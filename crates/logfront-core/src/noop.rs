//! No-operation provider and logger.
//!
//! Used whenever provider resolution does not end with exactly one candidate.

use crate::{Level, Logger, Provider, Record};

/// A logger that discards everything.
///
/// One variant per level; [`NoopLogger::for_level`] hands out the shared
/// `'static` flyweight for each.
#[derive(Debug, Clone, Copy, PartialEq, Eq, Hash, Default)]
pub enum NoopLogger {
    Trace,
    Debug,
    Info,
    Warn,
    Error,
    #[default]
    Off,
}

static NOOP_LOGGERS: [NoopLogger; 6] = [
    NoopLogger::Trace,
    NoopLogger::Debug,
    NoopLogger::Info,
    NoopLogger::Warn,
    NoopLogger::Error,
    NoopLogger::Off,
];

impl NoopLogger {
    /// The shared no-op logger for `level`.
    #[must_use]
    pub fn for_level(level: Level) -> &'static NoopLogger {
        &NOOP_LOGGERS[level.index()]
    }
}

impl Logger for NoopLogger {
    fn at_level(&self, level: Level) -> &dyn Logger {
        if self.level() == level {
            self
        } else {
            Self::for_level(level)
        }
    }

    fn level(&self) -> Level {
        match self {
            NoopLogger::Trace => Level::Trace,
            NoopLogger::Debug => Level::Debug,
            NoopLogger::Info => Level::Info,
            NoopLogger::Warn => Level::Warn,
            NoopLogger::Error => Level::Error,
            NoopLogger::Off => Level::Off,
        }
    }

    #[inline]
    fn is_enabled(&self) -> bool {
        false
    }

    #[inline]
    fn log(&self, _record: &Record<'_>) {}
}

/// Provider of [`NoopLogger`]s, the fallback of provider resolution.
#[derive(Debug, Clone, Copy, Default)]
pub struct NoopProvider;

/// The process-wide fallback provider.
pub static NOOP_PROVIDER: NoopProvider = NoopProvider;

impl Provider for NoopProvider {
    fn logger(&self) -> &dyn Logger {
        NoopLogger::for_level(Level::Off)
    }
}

☆ ☆ ☆ ☆ ☆ ☆ ☆

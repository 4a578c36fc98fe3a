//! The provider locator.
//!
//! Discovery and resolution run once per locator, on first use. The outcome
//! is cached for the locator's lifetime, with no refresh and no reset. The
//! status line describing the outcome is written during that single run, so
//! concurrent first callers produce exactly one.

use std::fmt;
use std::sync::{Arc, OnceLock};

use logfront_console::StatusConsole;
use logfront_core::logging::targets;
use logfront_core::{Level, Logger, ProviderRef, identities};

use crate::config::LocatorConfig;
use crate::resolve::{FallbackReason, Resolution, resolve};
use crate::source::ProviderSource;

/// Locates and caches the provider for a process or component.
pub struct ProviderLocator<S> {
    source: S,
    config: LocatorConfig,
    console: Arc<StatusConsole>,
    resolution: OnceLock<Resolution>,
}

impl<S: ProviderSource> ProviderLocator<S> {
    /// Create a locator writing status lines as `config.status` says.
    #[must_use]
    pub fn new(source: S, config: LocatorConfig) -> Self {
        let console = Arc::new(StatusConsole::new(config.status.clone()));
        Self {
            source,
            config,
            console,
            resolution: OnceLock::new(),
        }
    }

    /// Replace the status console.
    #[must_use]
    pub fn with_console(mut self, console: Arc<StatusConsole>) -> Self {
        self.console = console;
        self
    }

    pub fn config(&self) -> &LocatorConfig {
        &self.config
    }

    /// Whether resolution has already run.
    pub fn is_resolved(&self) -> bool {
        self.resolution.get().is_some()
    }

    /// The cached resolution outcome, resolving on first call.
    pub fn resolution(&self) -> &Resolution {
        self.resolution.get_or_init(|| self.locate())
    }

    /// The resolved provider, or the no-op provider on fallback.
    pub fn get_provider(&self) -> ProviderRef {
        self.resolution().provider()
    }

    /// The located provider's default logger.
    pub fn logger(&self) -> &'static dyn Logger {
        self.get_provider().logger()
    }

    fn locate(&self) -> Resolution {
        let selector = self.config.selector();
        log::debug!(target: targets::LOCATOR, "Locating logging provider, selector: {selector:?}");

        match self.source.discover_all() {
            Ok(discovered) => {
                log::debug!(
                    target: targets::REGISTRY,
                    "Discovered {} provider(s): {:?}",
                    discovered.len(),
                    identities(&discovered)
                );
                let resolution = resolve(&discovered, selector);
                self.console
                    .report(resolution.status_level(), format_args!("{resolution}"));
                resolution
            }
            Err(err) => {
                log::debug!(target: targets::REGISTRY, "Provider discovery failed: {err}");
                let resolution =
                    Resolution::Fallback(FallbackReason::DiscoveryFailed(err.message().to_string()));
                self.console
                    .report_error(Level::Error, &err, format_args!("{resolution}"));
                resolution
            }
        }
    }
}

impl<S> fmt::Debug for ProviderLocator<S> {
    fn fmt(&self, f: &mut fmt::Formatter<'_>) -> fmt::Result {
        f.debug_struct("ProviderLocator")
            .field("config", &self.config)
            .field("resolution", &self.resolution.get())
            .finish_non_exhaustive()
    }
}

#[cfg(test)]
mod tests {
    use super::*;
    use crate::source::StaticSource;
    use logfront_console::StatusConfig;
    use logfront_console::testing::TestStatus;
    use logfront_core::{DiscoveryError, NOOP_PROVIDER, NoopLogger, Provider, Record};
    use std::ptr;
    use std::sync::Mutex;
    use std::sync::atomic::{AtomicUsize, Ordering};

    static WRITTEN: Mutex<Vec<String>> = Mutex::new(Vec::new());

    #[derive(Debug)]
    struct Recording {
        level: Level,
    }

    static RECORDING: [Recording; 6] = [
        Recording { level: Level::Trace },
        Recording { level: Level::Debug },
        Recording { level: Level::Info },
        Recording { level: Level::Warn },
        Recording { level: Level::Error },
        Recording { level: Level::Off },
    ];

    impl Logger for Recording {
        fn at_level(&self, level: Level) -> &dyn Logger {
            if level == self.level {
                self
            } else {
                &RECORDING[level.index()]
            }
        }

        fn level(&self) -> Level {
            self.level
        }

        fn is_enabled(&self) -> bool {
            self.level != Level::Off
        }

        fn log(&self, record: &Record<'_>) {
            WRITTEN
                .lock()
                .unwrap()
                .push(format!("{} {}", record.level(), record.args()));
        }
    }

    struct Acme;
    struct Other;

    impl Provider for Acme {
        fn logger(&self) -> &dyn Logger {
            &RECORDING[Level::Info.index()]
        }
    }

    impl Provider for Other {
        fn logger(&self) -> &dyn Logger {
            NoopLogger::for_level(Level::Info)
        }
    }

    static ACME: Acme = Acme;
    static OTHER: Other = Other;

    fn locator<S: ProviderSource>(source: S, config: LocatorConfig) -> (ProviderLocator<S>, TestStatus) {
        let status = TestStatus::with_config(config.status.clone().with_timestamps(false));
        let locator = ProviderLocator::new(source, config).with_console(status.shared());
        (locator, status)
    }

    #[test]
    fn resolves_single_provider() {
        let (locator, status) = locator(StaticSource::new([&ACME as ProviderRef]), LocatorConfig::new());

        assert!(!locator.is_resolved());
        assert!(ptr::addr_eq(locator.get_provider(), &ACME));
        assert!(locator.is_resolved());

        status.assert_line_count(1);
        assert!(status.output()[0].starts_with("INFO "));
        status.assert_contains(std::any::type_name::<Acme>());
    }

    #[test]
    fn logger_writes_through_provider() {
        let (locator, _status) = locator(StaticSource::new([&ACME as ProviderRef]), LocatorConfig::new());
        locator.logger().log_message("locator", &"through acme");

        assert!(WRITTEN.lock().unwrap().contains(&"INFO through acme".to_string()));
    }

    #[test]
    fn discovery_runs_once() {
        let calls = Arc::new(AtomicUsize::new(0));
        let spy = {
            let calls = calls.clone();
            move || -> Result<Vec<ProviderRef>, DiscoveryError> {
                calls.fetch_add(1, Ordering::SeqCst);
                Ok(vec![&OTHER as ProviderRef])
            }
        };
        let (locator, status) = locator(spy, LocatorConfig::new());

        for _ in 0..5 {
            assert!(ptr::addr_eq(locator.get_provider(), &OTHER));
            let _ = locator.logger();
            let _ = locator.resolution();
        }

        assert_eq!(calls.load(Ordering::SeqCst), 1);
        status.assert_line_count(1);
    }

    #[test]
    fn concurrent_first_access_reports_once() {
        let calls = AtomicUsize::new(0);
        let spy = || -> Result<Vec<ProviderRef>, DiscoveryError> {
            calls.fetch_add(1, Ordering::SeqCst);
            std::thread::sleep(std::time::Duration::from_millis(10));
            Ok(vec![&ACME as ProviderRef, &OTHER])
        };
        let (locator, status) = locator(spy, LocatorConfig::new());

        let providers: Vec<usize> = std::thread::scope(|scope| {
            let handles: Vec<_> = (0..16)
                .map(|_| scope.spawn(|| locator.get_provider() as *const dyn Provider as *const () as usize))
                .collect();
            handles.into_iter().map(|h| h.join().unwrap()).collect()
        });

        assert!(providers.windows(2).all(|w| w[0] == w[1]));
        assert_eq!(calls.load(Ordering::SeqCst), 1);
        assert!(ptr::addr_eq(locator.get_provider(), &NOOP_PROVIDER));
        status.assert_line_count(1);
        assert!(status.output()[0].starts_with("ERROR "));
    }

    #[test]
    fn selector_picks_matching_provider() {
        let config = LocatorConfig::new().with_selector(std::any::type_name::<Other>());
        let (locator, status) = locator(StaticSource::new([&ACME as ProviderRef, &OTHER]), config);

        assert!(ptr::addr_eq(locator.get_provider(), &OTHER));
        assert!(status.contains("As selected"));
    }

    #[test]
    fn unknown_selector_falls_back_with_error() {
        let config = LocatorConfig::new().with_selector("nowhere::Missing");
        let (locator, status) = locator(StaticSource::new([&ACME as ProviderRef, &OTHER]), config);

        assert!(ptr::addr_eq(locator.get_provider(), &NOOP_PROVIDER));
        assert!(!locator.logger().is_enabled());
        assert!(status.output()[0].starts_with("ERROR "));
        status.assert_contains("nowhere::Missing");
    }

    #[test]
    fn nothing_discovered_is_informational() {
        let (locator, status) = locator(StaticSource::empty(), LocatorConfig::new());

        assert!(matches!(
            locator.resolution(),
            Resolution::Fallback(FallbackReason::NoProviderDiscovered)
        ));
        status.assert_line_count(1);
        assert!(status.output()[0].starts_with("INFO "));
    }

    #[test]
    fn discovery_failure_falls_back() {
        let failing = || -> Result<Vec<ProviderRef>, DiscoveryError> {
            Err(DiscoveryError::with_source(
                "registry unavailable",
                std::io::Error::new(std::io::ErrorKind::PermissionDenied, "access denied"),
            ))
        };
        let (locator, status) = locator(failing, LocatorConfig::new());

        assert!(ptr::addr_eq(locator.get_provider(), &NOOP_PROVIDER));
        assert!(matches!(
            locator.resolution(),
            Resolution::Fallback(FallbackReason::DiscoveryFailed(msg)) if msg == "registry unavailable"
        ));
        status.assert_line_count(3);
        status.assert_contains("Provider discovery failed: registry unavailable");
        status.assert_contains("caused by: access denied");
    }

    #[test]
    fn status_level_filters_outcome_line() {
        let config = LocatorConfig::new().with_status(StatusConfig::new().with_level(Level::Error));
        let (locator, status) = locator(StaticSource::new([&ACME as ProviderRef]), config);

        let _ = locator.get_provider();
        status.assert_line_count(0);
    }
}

☆ ☆ ☆ ☆ ☆ ☆ ☆

### WHAT TO PRODUCE
A complete answer reproduces every line of the records in which the word "Copy" occurs.

### RESPONSE TO THE TASK
#[derive(Debug, Clone, Copy, PartialEq, Eq, Hash, Default)]
#[derive(Debug, Clone, Copy, Default)]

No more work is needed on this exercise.